Das in Art. 11 GG gewährleistete Recht auf Freizügigkeit wird durch die Versagung der begehrten Aufenthaltserlaubnis ebenfalls nicht verletzt. Die Klägerin ist keine Deutsche und daher nicht Trägerin dieses Grundrechts. Ihr ist zwar einzuräumen, dass durch die räumliche Beschränkung ihres Aufenthalts als nach negativem Abschluss ihres Asylverfahrens bloß geduldete Ausländerin auf das Gebiet eines Bundeslandes (vgl. § 61 Abs. 1 i.V.m. § 60a Abs. 3 AufenthG) mittelbar auch ihr minderjähriger deutscher Sohn in seinen Möglichkeiten, sich im Bundesgebiet zu bewegen, faktisch berührt wird. Es kann aber dahinstehen, inwieweit im vorliegenden Verfahren der Klägerin eine etwaige Verletzung ihres deutschen Sohnes in seinem Grundrecht aus Art. 11 GG zu berücksichtigen wäre. Denn eine solche Grundrechtsverletzung liegt nicht vor. Allerdings können auch staatliche Maßnahmen, die eine mittelbare faktische Wirkung entfalten, Grundrechte beeinträchtigen. Liegt darin eine mittelbare zielgerichtete Beeinträchtigung des Grundrechts auf Freizügigkeit, ist deren Verfassungsmäßigkeit an Art. 11 GG zu messen (vgl. BVerfGE 110, 177 [191]). Für einen zielgerichteten Eingriff in das Freizügigkeitsrecht des deutschen Kindes der Klägerin ist indes nichts erkennbar. Der Ausschluss einer Aufenthaltserlaubnis aus familiären Gründen nach § 27 Abs. 1a Nr. 1 AufenthG mit der Folge, dass die Mutter lediglich eine Duldung erlangen kann und der genannten räumlichen Beschränkung unterliegt, zielt nicht auf eine Beschränkung der Freizügigkeit ihres deutschen Kindes. Im Übrigen ist zu berücksichtigen, dass ihr deutsches Kind wenn auch nicht faktisch, so doch rechtlich einen deutschen Vater hat, mit dem es sich von Rechts wegen frei im Bundesgebiet bewegen könnte. Wenn das Kind die Vorteile einer bewusst wahrheitswidrigen, in rechtsmissbräuchlicher Absicht abgegebenen, aber wirksamen Vaterschaftsanerkennung genießt - nämlich den Status als deutscher Staatsangehöriger mit dem damit verbunden Aufenthaltsrecht in Deutschland -, so muss es auch die Nachteile einer bloß rechtlich bestehenden, tatsächlich aber nicht gelebten Vaterschaft eines deutschen Staatsangehörigen in Kauf nehmen.

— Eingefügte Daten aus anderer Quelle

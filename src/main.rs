//! Syncpulse binary.
//!
//! `serve` runs the webhook server and the rollup scheduler together.
//! `rollup` runs one aggregation pass and exits. `check` probes a database
//! and exits.

use anyhow::Context;
use clap::{Parser, Subcommand};
use std::sync::Arc;
use syncpulse::rollup::JobOutcome;
use syncpulse::server::AppState;
use syncpulse::{
    EventHandler, LinearClient, NotionClient, RollupRunner, Scheduler, SyncConfig, Workspace,
};
use tokio::sync::watch;

#[derive(Parser)]
#[command(name = "syncpulse", version, about = "Project update webhook relay")]
struct Cli {
    #[command(subcommand)]
    command: Command,
}

#[derive(Subcommand)]
enum Command {
    /// Run the webhook server and rollup scheduler.
    Serve,
    /// Run one rollup pass now. On a gated weekday the pass reports
    /// `skipped`.
    Rollup,
    /// Probe a database for reachability.
    Check {
        /// Database id to probe.
        database_id: String,
    },
}

#[tokio::main]
async fn main() -> anyhow::Result<()> {
    tracing_subscriber::fmt()
        .with_env_filter(
            tracing_subscriber::EnvFilter::try_from_default_env()
                .unwrap_or_else(|_| "syncpulse=info,tower_http=info".into()),
        )
        .init();

    let cli = Cli::parse();
    let config = SyncConfig::load().context("loading configuration")?;

    match cli.command {
        Command::Serve => serve(config).await,
        Command::Rollup => {
            let (_workspace, runner) = rollup_parts(config);
            let outcome = runner.run(chrono::Utc::now()).await;
            tracing::info!(outcome = ?outcome, "rollup finished");
            match outcome {
                JobOutcome::Failed { error, .. } => anyhow::bail!("rollup failed: {error}"),
                _ => Ok(()),
            }
        },
        Command::Check { database_id } => {
            let workspace = NotionClient::new(config.notion_api_key);
            workspace
                .database_reachable(&database_id)
                .await
                .with_context(|| format!("database {database_id} is not reachable"))?;
            tracing::info!(database_id = %database_id, "database reachable");
            Ok(())
        },
    }
}

/// Builds the workspace client and the rollup runner from the config.
fn rollup_parts(config: SyncConfig) -> (Arc<NotionClient>, Arc<RollupRunner<NotionClient>>) {
    let workspace = Arc::new(NotionClient::new(config.notion_api_key));
    let runner = Arc::new(RollupRunner::new(
        Arc::clone(&workspace),
        config.source_database_id,
        config.rollup_database_id,
        config.rollup,
    ));
    (workspace, runner)
}

async fn serve(config: SyncConfig) -> anyhow::Result<()> {
    let port = config.port;
    let interval = config.rollup.interval;
    let webhook_secret = config.webhook_secret;
    let linear_api_key = config.linear_api_key;
    let source_database_id = config.source_database_id.clone();

    let workspace = Arc::new(NotionClient::new(config.notion_api_key));
    let runner = Arc::new(RollupRunner::new(
        Arc::clone(&workspace),
        config.source_database_id,
        config.rollup_database_id,
        config.rollup,
    ));

    let directory = Arc::new(LinearClient::new(linear_api_key));
    let handler = Arc::new(EventHandler::new(
        directory,
        Arc::clone(&workspace),
        source_database_id,
        webhook_secret,
    ));

    let (shutdown_tx, shutdown_rx) = watch::channel(false);
    let scheduler = Scheduler::new(Arc::clone(&runner), interval, shutdown_rx.clone());
    let scheduler_handle = tokio::spawn(scheduler.run());

    tokio::spawn(async move {
        shutdown_signal().await;
        tracing::info!("shutdown signal received");
        let _ = shutdown_tx.send(true);
    });

    let state = AppState {
        handler,
        runner,
        workspace,
    };
    let result = syncpulse::server::serve(state, port, shutdown_rx).await;

    // Let an in-flight rollup finish before exiting.
    scheduler_handle.await.context("scheduler task panicked")?;
    result.context("server failed")
}

/// Resolves on SIGINT or, on Unix, SIGTERM.
async fn shutdown_signal() {
    #[cfg(unix)]
    {
        use tokio::signal::unix::{SignalKind, signal};
        let mut sigterm = match signal(SignalKind::terminate()) {
            Ok(sigterm) => sigterm,
            Err(e) => {
                tracing::error!(error = %e, "cannot install SIGTERM handler");
                let _ = tokio::signal::ctrl_c().await;
                return;
            },
        };
        tokio::select! {
            _ = tokio::signal::ctrl_c() => {},
            _ = sigterm.recv() => {},
        }
    }

    #[cfg(not(unix))]
    {
        let _ = tokio::signal::ctrl_c().await;
    }
}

Ein Verstoß gegen Art. 3 Abs. 3 GG liegt ebenfalls nicht vor. Der Sohn der Klägerin besitzt die gleichen Rechte wie andere Kinder deutscher Staatsangehörigkeit. Die unterschiedliche Behandlung seiner Mutter gegenüber deutschen Müttern minderjähriger Deutscher beruht auf ihrer Staatsangehörigkeit. Die Staatsangehörigkeit gehört nicht zu den in Art. 3 Abs. 3 GG aufgezählten unzulässigen Unterscheidungsmerkmalen (vgl. BVerfGE 51, 1 [30]), insbesondere nicht zu den Merkmalen Herkunft und Heimat (Heun, in: Dreier, GG, 2. Auflage 2004, Art. 3 Rn. 30 f. m.w.N.). Soweit die Klägerin gegenüber anderen ausländischen Müttern minderjähriger Deutscher – etwa in Bezug auf die Wahl des Aufenthalts oder die Aufnahme einer Erwerbstätigkeit – ungleich behandelt wird, beruht dies allein auf dem ihr vorwerfbaren missbräuchlichen Verhalten. Dies ist nicht nach Art. 3 Abs. 3 GG unzulässig und stellt auch eine hinreichende sachliche Rechtfertigung im Hinblick auf den allgemeinen Gleichheitssatz des Art. 3 Abs. 1 GG dar. Die Erteilung einer Aufenthaltserlaubnis auf der Grundlage des § 25 Abs. 5 AufenthG ist nicht Gegenstand des Berufungsverfahrens.